* [What is required]: Once you have counted the lines below that contain "InvalidServer", give that number and nothing else.

* [Extracted information]:
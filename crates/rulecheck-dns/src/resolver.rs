//! Per-tier resolver backed by hickory-resolver.

use std::net::{IpAddr, Ipv4Addr, Ipv6Addr, SocketAddr};
use std::time::Duration;

use async_trait::async_trait;
use hickory_proto::ProtoErrorKind;
use hickory_proto::xfer::Protocol;
use hickory_resolver::config::{
    NameServerConfig, NameServerConfigGroup, ResolverConfig, ResolverOpts,
};
use hickory_resolver::name_server::TokioConnectionProvider;
use hickory_resolver::{ResolveError, ResolveErrorKind, Resolver};
use tracing::debug;

use crate::config::TierConfig;
use crate::error::DnsError;
use crate::lookup::RecordLookup;

/// Resolver bound to one tier's nameserver group.
///
/// The hickory cache is disabled: the engine keeps its own success cache
/// and negative answers must not survive into later tiers.
pub struct TierResolver {
    name: String,
    resolver: Resolver<TokioConnectionProvider>,
    deadline: Duration,
}

impl std::fmt::Debug for TierResolver {
    fn fmt(&self, f: &mut std::fmt::Formatter<'_>) -> std::fmt::Result {
        f.debug_struct("TierResolver")
            .field("name", &self.name)
            .field("deadline", &self.deadline)
            .finish()
    }
}

impl TierResolver {
    /// Build a resolver from a tier definition.
    ///
    /// Fails with [`DnsError::InvalidServer`] when the server list is empty
    /// or an entry cannot be parsed.
    pub fn new(tier: &TierConfig) -> Result<Self, DnsError> {
        let name_servers = parse_server_urls(&tier.servers, tier.port)?;
        let server_count = name_servers.len();
        let resolver_config = ResolverConfig::from_parts(None, vec![], name_servers);

        let timeout = Duration::from_secs(tier.timeout_secs.max(1));
        let attempts = tier.attempts.max(1);
        let mut opts = ResolverOpts::default();
        opts.timeout = timeout;
        opts.attempts = attempts;
        opts.cache_size = 0;

        let mut builder =
            Resolver::builder_with_config(resolver_config, TokioConnectionProvider::default());
        *builder.options_mut() = opts;

        // Hard stop in case the resolver walks every server in turn.
        let rounds = u32::try_from(attempts.saturating_mul(server_count)).unwrap_or(u32::MAX);
        let deadline = timeout
            .saturating_mul(rounds)
            .saturating_add(Duration::from_secs(1));

        debug!(tier = %tier.name, servers = server_count, ?deadline, "tier resolver built");
        Ok(Self {
            name: tier.name.clone(),
            resolver: builder.build(),
            deadline,
        })
    }

    pub fn name(&self) -> &str {
        &self.name
    }
}

#[async_trait]
impl RecordLookup for TierResolver {
    async fn lookup_a(&self, domain: &str) -> Result<Vec<Ipv4Addr>, DnsError> {
        let fqdn = format!("{domain}.");
        let lookup = tokio::time::timeout(self.deadline, self.resolver.ipv4_lookup(fqdn))
            .await
            .map_err(|_| DnsError::Timeout(domain.to_string()))?
            .map_err(|e| map_resolve_error(domain, e))?;
        Ok(lookup.iter().map(|a| a.0).collect())
    }

    async fn lookup_aaaa(&self, domain: &str) -> Result<Vec<Ipv6Addr>, DnsError> {
        let fqdn = format!("{domain}.");
        let lookup = tokio::time::timeout(self.deadline, self.resolver.ipv6_lookup(fqdn))
            .await
            .map_err(|_| DnsError::Timeout(domain.to_string()))?
            .map_err(|e| map_resolve_error(domain, e))?;
        Ok(lookup.iter().map(|aaaa| aaaa.0).collect())
    }
}

/// Separate "no such records" and timeouts from transport failures.
fn map_resolve_error(domain: &str, err: ResolveError) -> DnsError {
    if err.is_no_records_found() {
        return DnsError::NoRecords(domain.to_string());
    }
    if let ResolveErrorKind::Proto(proto) = err.kind()
        && matches!(proto.kind(), ProtoErrorKind::Timeout)
    {
        return DnsError::Timeout(domain.to_string());
    }
    DnsError::Lookup(err)
}

/// Parse nameserver strings into a hickory `NameServerConfigGroup`.
fn parse_server_urls(
    urls: &[String],
    default_port: u16,
) -> Result<NameServerConfigGroup, DnsError> {
    if urls.is_empty() {
        return Err(DnsError::InvalidServer("no nameservers configured".to_string()));
    }

    let mut configs = Vec::with_capacity(urls.len());
    for url in urls {
        let (protocol, rest) = match url.split_once("://") {
            Some(("udp", rest)) => (Protocol::Udp, rest),
            Some(("tcp", rest)) => (Protocol::Tcp, rest),
            Some((scheme, _)) => {
                return Err(DnsError::InvalidServer(format!(
                    "unsupported scheme '{scheme}': {url}"
                )));
            }
            None => (Protocol::Udp, url.as_str()),
        };
        if rest.contains('/') {
            return Err(DnsError::InvalidServer(format!("unexpected path: {url}")));
        }

        configs.push(NameServerConfig {
            socket_addr: parse_socket_addr(rest, default_port)?,
            protocol,
            tls_dns_name: None,
            http_endpoint: None,
            trust_negative_responses: false,
            bind_addr: None,
        });
    }

    Ok(NameServerConfigGroup::from(configs))
}

/// Parse `"ip"`, `"ip:port"`, `"[v6]"` or `"[v6]:port"`.
fn parse_socket_addr(s: &str, default_port: u16) -> Result<SocketAddr, DnsError> {
    if let Ok(sa) = s.parse::<SocketAddr>() {
        return Ok(sa);
    }
    if let Ok(ip) = s.parse::<IpAddr>() {
        return Ok(SocketAddr::new(ip, default_port));
    }
    if let Some(inner) = s.strip_prefix('[').and_then(|r| r.strip_suffix(']'))
        && let Ok(ip) = inner.parse::<Ipv6Addr>()
    {
        return Ok(SocketAddr::new(IpAddr::V6(ip), default_port));
    }
    Err(DnsError::InvalidServer(format!(
        "nameserver must be an IP address with optional port: {s}"
    )))
}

* [Expected answer]: 5